### AIM OF THE EXERCISE
Could the data underneath be repeated exactly, in full?

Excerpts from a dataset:

========

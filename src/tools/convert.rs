//! `image.convertFormat`: re-encode images into another format.
//!
//! The output extension is the format name itself, so converting to JPEG
//! writes `<name>_converted.jpeg`.

use super::{
    Tool, ToolContext, ToolError, ToolResponse, ValidationError, check_range, object_schema,
    parse_args, resolve_paths, run_batch,
};
use crate::batch::OutputPolicy;
use crate::imaging::{OutputFormat, Pipeline, Quality};
use crate::output::Verbs;
use serde::Deserialize;
use serde_json::{Value, json};

#[derive(Debug, Clone, Default, Deserialize)]
#[serde(rename_all = "camelCase")]
pub struct FormatParams {
    pub quality: Option<u32>,
    pub compression_level: Option<u32>,
}

#[derive(Debug, Clone, Deserialize)]
#[serde(rename_all = "camelCase")]
pub struct ConvertParams {
    #[serde(rename = "imagesPath", alias = "imagePaths")]
    pub images_path: Vec<String>,
    pub output_format: OutputFormat,
    #[serde(default)]
    pub format_params: FormatParams,
}

impl ConvertParams {
    pub fn validate(&self) -> Result<(), ValidationError> {
        let params = &self.format_params;
        check_range(
            "formatParams.quality",
            params.quality.map(f64::from),
            0.0,
            100.0,
        )?;
        check_range(
            "formatParams.compressionLevel",
            params.compression_level.map(f64::from),
            0.0,
            9.0,
        )
    }

    /// Force the format, then hand non-zero settings to that format's encoder.
    pub fn pipeline(&self) -> Pipeline {
        let format = self.output_format;
        let mut pipeline = Pipeline::new().to_format(format);

        if let Some(quality) = self.format_params.quality.filter(|&q| q != 0) {
            let quality = Quality::new(quality);
            pipeline = match format {
                OutputFormat::Jpeg => pipeline.jpeg_quality(quality),
                OutputFormat::Webp => pipeline.webp_quality(quality),
                OutputFormat::Avif => pipeline.avif_quality(quality),
                _ => pipeline,
            };
        }
        if let Some(level) = self.format_params.compression_level.filter(|&l| l != 0) {
            if format == OutputFormat::Png {
                pipeline = pipeline.png_compression(level as u8);
            }
        }
        pipeline
    }
}

pub struct ConvertFormat;

impl Tool for ConvertFormat {
    fn name(&self) -> &'static str {
        "image.convertFormat"
    }

    fn description(&self) -> &'static str {
        "Convert images to another format"
    }

    fn input_schema(&self) -> Value {
        let formats: Vec<_> = OutputFormat::ALL.iter().map(|f| f.as_str()).collect();
        object_schema(
            json!({
                "outputFormat": { "type": "string", "enum": formats },
                "formatParams": {
                    "type": "object",
                    "properties": {
                        "quality": { "type": "integer", "minimum": 0, "maximum": 100 },
                        "compressionLevel": { "type": "integer", "minimum": 0, "maximum": 9 },
                    },
                },
            }),
            &["outputFormat"],
        )
    }

    fn call(&self, ctx: &ToolContext<'_>, args: Value) -> Result<ToolResponse, ToolError> {
        let params: ConvertParams = parse_args(args)?;
        params.validate()?;
        let paths = resolve_paths(&params.images_path, ctx.paths)?;
        Ok(run_batch(
            ctx,
            &paths,
            &params.pipeline(),
            OutputPolicy::Convert("converted", params.output_format),
            Verbs::CONVERT,
        ))
    }
}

========

### SOLVED PROBLEM
filename src/tools/convert.rs
//! `image.convertFormat`: re-encode images into another format.
//!
//! The output extension is the format name itself, so converting to JPEG
//! writes `<name>_converted.jpeg`.

use super::{
    Tool, ToolContext, ToolError, ToolResponse, ValidationError, check_range, object_schema,
    parse_args, resolve_paths, run_batch,
};
use crate::batch::OutputPolicy;
use crate::imaging::{OutputFormat, Pipeline, Quality};
use crate::output::Verbs;
use serde::Deserialize;
use serde_json::{Value, json};

#[derive(Debug, Clone, Default, Deserialize)]
#[serde(rename_all = "camelCase")]
pub struct FormatParams {
    pub quality: Option<u32>,
    pub compression_level: Option<u32>,
}

#[derive(Debug, Clone, Deserialize)]
#[serde(rename_all = "camelCase")]
pub struct ConvertParams {
    #[serde(rename = "imagesPath", alias = "imagePaths")]
    pub images_path: Vec<String>,
    pub output_format: OutputFormat,
    #[serde(default)]
    pub format_params: FormatParams,
}

impl ConvertParams {
    pub fn validate(&self) -> Result<(), ValidationError> {
        let params = &self.format_params;
        check_range(
            "formatParams.quality",
            params.quality.map(f64::from),
            0.0,
            100.0,
        )?;
        check_range(
            "formatParams.compressionLevel",
            params.compression_level.map(f64::from),
            0.0,
            9.0,
        )
    }

    /// Force the format, then hand non-zero settings to that format's encoder.
    pub fn pipeline(&self) -> Pipeline {
        let format = self.output_format;
        let mut pipeline = Pipeline::new().to_format(format);

        if let Some(quality) = self.format_params.quality.filter(|&q| q != 0) {
            let quality = Quality::new(quality);
            pipeline = match format {
                OutputFormat::Jpeg => pipeline.jpeg_quality(quality),
                OutputFormat::Webp => pipeline.webp_quality(quality),
                OutputFormat::Avif => pipeline.avif_quality(quality),
                _ => pipeline,
            };
        }
        if let Some(level) = self.format_params.compression_level.filter(|&l| l != 0) {
            if format == OutputFormat::Png {
                pipeline = pipeline.png_compression(level as u8);
            }
        }
        pipeline
    }
}

pub struct ConvertFormat;

impl Tool for ConvertFormat {
    fn name(&self) -> &'static str {
        "image.convertFormat"
    }

    fn description(&self) -> &'static str {
        "Convert images to another format"
    }

    fn input_schema(&self) -> Value {
        let formats: Vec<_> = OutputFormat::ALL.iter().map(|f| f.as_str()).collect();
        object_schema(
            json!({
                "outputFormat": { "type": "string", "enum": formats },
                "formatParams": {
                    "type": "object",
                    "properties": {
                        "quality": { "type": "integer", "minimum": 0, "maximum": 100 },
                        "compressionLevel": { "type": "integer", "minimum": 0, "maximum": 9 },
                    },
                },
            }),
            &["outputFormat"],
        )
    }

    fn call(&self, ctx: &ToolContext<'_>, args: Value) -> Result<ToolResponse, ToolError> {
        let params: ConvertParams = parse_args(args)?;
        params.validate()?;
        let paths = resolve_paths(&params.images_path, ctx.paths)?;
        Ok(run_batch(
            ctx,
            &paths,
            &params.pipeline(),
            OutputPolicy::Convert("converted", params.output_format),
            Verbs::CONVERT,
        ))
    }
}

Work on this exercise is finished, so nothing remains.